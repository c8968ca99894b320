// db/chatdb.rs
use async_trait::async_trait;
use sqlx::Error;
use uuid::Uuid;

use super::db::DBClient;
use crate::models::chatmodels::{ordered_pair, Conversation, Message};

#[async_trait]
pub trait ChatExt {
    async fn create_or_get_conversation(
        &self,
        user_one_id: Uuid,
        user_two_id: Uuid,
        project_id: Option<Uuid>,
    ) -> Result<Conversation, Error>;

    async fn get_user_conversations(
        &self,
        user_id: Uuid,
        limit: i64,
        offset: i64,
    ) -> Result<Vec<Conversation>, Error>;

    async fn get_conversation(&self, conversation_id: Uuid) -> Result<Option<Conversation>, Error>;

    async fn send_message(
        &self,
        conversation_id: Uuid,
        sender_id: Uuid,
        content: String,
    ) -> Result<Message, Error>;

    async fn get_conversation_messages(
        &self,
        conversation_id: Uuid,
        limit: i64,
        offset: i64,
    ) -> Result<Vec<Message>, Error>;

    /// Marks the other participant's messages as read, returning how many changed.
    async fn mark_messages_as_read(&self, conversation_id: Uuid, user_id: Uuid)
        -> Result<u64, Error>;

    async fn get_unread_message_count(&self, user_id: Uuid) -> Result<i64, Error>;
}

#[async_trait]
impl ChatExt for DBClient {
    async fn create_or_get_conversation(
        &self,
        user_one_id: Uuid,
        user_two_id: Uuid,
        project_id: Option<Uuid>,
    ) -> Result<Conversation, Error> {
        let (first, second) = ordered_pair(user_one_id, user_two_id);

        let existing = sqlx::query_as::<_, Conversation>(
            r#"
            SELECT id, participant_one_id, participant_two_id, project_id,
                   last_message_at, created_at
            FROM conversations
            WHERE participant_one_id = $1 AND participant_two_id = $2
              AND project_id IS NOT DISTINCT FROM $3
            "#,
        )
        .bind(first)
        .bind(second)
        .bind(project_id)
        .fetch_optional(&self.pool)
        .await?;

        if let Some(conversation) = existing {
            return Ok(conversation);
        }

        sqlx::query_as::<_, Conversation>(
            r#"
            INSERT INTO conversations (participant_one_id, participant_two_id, project_id)
            VALUES ($1, $2, $3)
            RETURNING id, participant_one_id, participant_two_id, project_id,
                      last_message_at, created_at
            "#,
        )
        .bind(first)
        .bind(second)
        .bind(project_id)
        .fetch_one(&self.pool)
        .await
    }

    async fn get_user_conversations(
        &self,
        user_id: Uuid,
        limit: i64,
        offset: i64,
    ) -> Result<Vec<Conversation>, Error> {
        sqlx::query_as::<_, Conversation>(
            r#"
            SELECT id, participant_one_id, participant_two_id, project_id,
                   last_message_at, created_at
            FROM conversations
            WHERE participant_one_id = $1 OR participant_two_id = $1
            ORDER BY last_message_at DESC NULLS LAST, created_at DESC
            LIMIT $2 OFFSET $3
            "#,
        )
        .bind(user_id)
        .bind(limit)
        .bind(offset)
        .fetch_all(&self.pool)
        .await
    }

    async fn get_conversation(&self, conversation_id: Uuid) -> Result<Option<Conversation>, Error> {
        sqlx::query_as::<_, Conversation>(
            r#"
            SELECT id, participant_one_id, participant_two_id, project_id,
                   last_message_at, created_at
            FROM conversations
            WHERE id = $1
            "#,
        )
        .bind(conversation_id)
        .fetch_optional(&self.pool)
        .await
    }

    async fn send_message(
        &self,
        conversation_id: Uuid,
        sender_id: Uuid,
        content: String,
    ) -> Result<Message, Error> {
        let mut tx = self.pool.begin().await?;

        let message = sqlx::query_as::<_, Message>(
            r#"
            INSERT INTO messages (conversation_id, sender_id, content)
            VALUES ($1, $2, $3)
            RETURNING id, conversation_id, sender_id, content, is_read, read_at, created_at
            "#,
        )
        .bind(conversation_id)
        .bind(sender_id)
        .bind(content)
        .fetch_one(&mut *tx)
        .await?;

        sqlx::query("UPDATE conversations SET last_message_at = NOW() WHERE id = $1")
            .bind(conversation_id)
            .execute(&mut *tx)
            .await?;

        tx.commit().await?;
        Ok(message)
    }

    async fn get_conversation_messages(
        &self,
        conversation_id: Uuid,
        limit: i64,
        offset: i64,
    ) -> Result<Vec<Message>, Error> {
        sqlx::query_as::<_, Message>(
            r#"
            SELECT id, conversation_id, sender_id, content, is_read, read_at, created_at
            FROM messages
            WHERE conversation_id = $1
            ORDER BY created_at DESC
            LIMIT $2 OFFSET $3
            "#,
        )
        .bind(conversation_id)
        .bind(limit)
        .bind(offset)
        .fetch_all(&self.pool)
        .await
    }

    async fn mark_messages_as_read(
        &self,
        conversation_id: Uuid,
        user_id: Uuid,
    ) -> Result<u64, Error> {
        let result = sqlx::query(
            r#"
            UPDATE messages
            SET is_read = true, read_at = NOW()
            WHERE conversation_id = $1
              AND sender_id != $2
              AND is_read = false
            "#,
        )
        .bind(conversation_id)
        .bind(user_id)
        .execute(&self.pool)
        .await?;

        Ok(result.rows_affected())
    }

    async fn get_unread_message_count(&self, user_id: Uuid) -> Result<i64, Error> {
        sqlx::query_scalar::<_, i64>(
            r#"
            SELECT COUNT(*)
            FROM messages m
            INNER JOIN conversations c ON m.conversation_id = c.id
            WHERE (c.participant_one_id = $1 OR c.participant_two_id = $1)
              AND m.sender_id != $1
              AND m.is_read = false
            "#,
        )
        .bind(user_id)
        .fetch_one(&self.pool)
        .await
    }
}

---

# WHAT NEEDS TO BE DONE
The material must be written out again in full and without changes.

# RESPONSE AREA
repository c8968ca99894b320
// db/chatdb.rs
use async_trait::async_trait;
use sqlx::Error;
use uuid::Uuid;

use super::db::DBClient;
use crate::models::chatmodels::{ordered_pair, Conversation, Message};

#[async_trait]
pub trait ChatExt {
    async fn create_or_get_conversation(
        &self,
        user_one_id: Uuid,
        user_two_id: Uuid,
        project_id: Option<Uuid>,
    ) -> Result<Conversation, Error>;

    async fn get_user_conversations(
        &self,
        user_id: Uuid,
        limit: i64,
        offset: i64,
    ) -> Result<Vec<Conversation>, Error>;

    async fn get_conversation(&self, conversation_id: Uuid) -> Result<Option<Conversation>, Error>;

    async fn send_message(
        &self,
        conversation_id: Uuid,
        sender_id: Uuid,
        content: String,
    ) -> Result<Message, Error>;

    async fn get_conversation_messages(
        &self,
        conversation_id: Uuid,
        limit: i64,
        offset: i64,
    ) -> Result<Vec<Message>, Error>;

    /// Marks the other participant's messages as read, returning how many changed.
    async fn mark_messages_as_read(&self, conversation_id: Uuid, user_id: Uuid)
        -> Result<u64, Error>;

    async fn get_unread_message_count(&self, user_id: Uuid) -> Result<i64, Error>;
}

#[async_trait]
impl ChatExt for DBClient {
    async fn create_or_get_conversation(
        &self,
        user_one_id: Uuid,
        user_two_id: Uuid,
        project_id: Option<Uuid>,
    ) -> Result<Conversation, Error> {
        let (first, second) = ordered_pair(user_one_id, user_two_id);

        let existing = sqlx::query_as::<_, Conversation>(
            r#"
            SELECT id, participant_one_id, participant_two_id, project_id,
                   last_message_at, created_at
            FROM conversations
            WHERE participant_one_id = $1 AND participant_two_id = $2
              AND project_id IS NOT DISTINCT FROM $3
            "#,
        )
        .bind(first)
        .bind(second)
        .bind(project_id)
        .fetch_optional(&self.pool)
        .await?;

        if let Some(conversation) = existing {
            return Ok(conversation);
        }

        sqlx::query_as::<_, Conversation>(
            r#"
            INSERT INTO conversations (participant_one_id, participant_two_id, project_id)
            VALUES ($1, $2, $3)
            RETURNING id, participant_one_id, participant_two_id, project_id,
                      last_message_at, created_at
            "#,
        )
        .bind(first)
        .bind(second)
        .bind(project_id)
        .fetch_one(&self.pool)
        .await
    }

    async fn get_user_conversations(
        &self,
        user_id: Uuid,
        limit: i64,
        offset: i64,
    ) -> Result<Vec<Conversation>, Error> {
        sqlx::query_as::<_, Conversation>(
            r#"
            SELECT id, participant_one_id, participant_two_id, project_id,
                   last_message_at, created_at
            FROM conversations
            WHERE participant_one_id = $1 OR participant_two_id = $1
            ORDER BY last_message_at DESC NULLS LAST, created_at DESC
            LIMIT $2 OFFSET $3
            "#,
        )
        .bind(user_id)
        .bind(limit)
        .bind(offset)
        .fetch_all(&self.pool)
        .await
    }

    async fn get_conversation(&self, conversation_id: Uuid) -> Result<Option<Conversation>, Error> {
        sqlx::query_as::<_, Conversation>(
            r#"
            SELECT id, participant_one_id, participant_two_id, project_id,
                   last_message_at, created_at
            FROM conversations
            WHERE id = $1
            "#,
        )
        .bind(conversation_id)
        .fetch_optional(&self.pool)
        .await
    }

    async fn send_message(
        &self,
        conversation_id: Uuid,
        sender_id: Uuid,
        content: String,
    ) -> Result<Message, Error> {
        let mut tx = self.pool.begin().await?;

        let message = sqlx::query_as::<_, Message>(
            r#"
            INSERT INTO messages (conversation_id, sender_id, content)
            VALUES ($1, $2, $3)
            RETURNING id, conversation_id, sender_id, content, is_read, read_at, created_at
            "#,
        )
        .bind(conversation_id)
        .bind(sender_id)
        .bind(content)
        .fetch_one(&mut *tx)
        .await?;

        sqlx::query("UPDATE conversations SET last_message_at = NOW() WHERE id = $1")
            .bind(conversation_id)
            .execute(&mut *tx)
            .await?;

        tx.commit().await?;
        Ok(message)
    }

    async fn get_conversation_messages(
        &self,
        conversation_id: Uuid,
        limit: i64,
        offset: i64,
    ) -> Result<Vec<Message>, Error> {
        sqlx::query_as::<_, Message>(
            r#"
            SELECT id, conversation_id, sender_id, content, is_read, read_at, created_at
            FROM messages
            WHERE conversation_id = $1
            ORDER BY created_at DESC
            LIMIT $2 OFFSET $3
            "#,
        )
        .bind(conversation_id)
        .bind(limit)
        .bind(offset)
        .fetch_all(&self.pool)
        .await
    }

    async fn mark_messages_as_read(
        &self,
        conversation_id: Uuid,
        user_id: Uuid,
    ) -> Result<u64, Error> {
        let result = sqlx::query(
            r#"
            UPDATE messages
            SET is_read = true, read_at = NOW()
            WHERE conversation_id = $1
              AND sender_id != $2
              AND is_read = false
            "#,
        )
        .bind(conversation_id)
        .bind(user_id)
        .execute(&self.pool)
        .await?;

        Ok(result.rows_affected())
    }

    async fn get_unread_message_count(&self, user_id: Uuid) -> Result<i64, Error> {
        sqlx::query_scalar::<_, i64>(
            r#"
            SELECT COUNT(*)
            FROM messages m
            INNER JOIN conversations c ON m.conversation_id = c.id
            WHERE (c.participant_one_id = $1 OR c.participant_two_id = $1)
              AND m.sender_id != $1
              AND m.is_read = false
            "#,
        )
        .bind(user_id)
        .fetch_one(&self.pool)
        .await
    }
}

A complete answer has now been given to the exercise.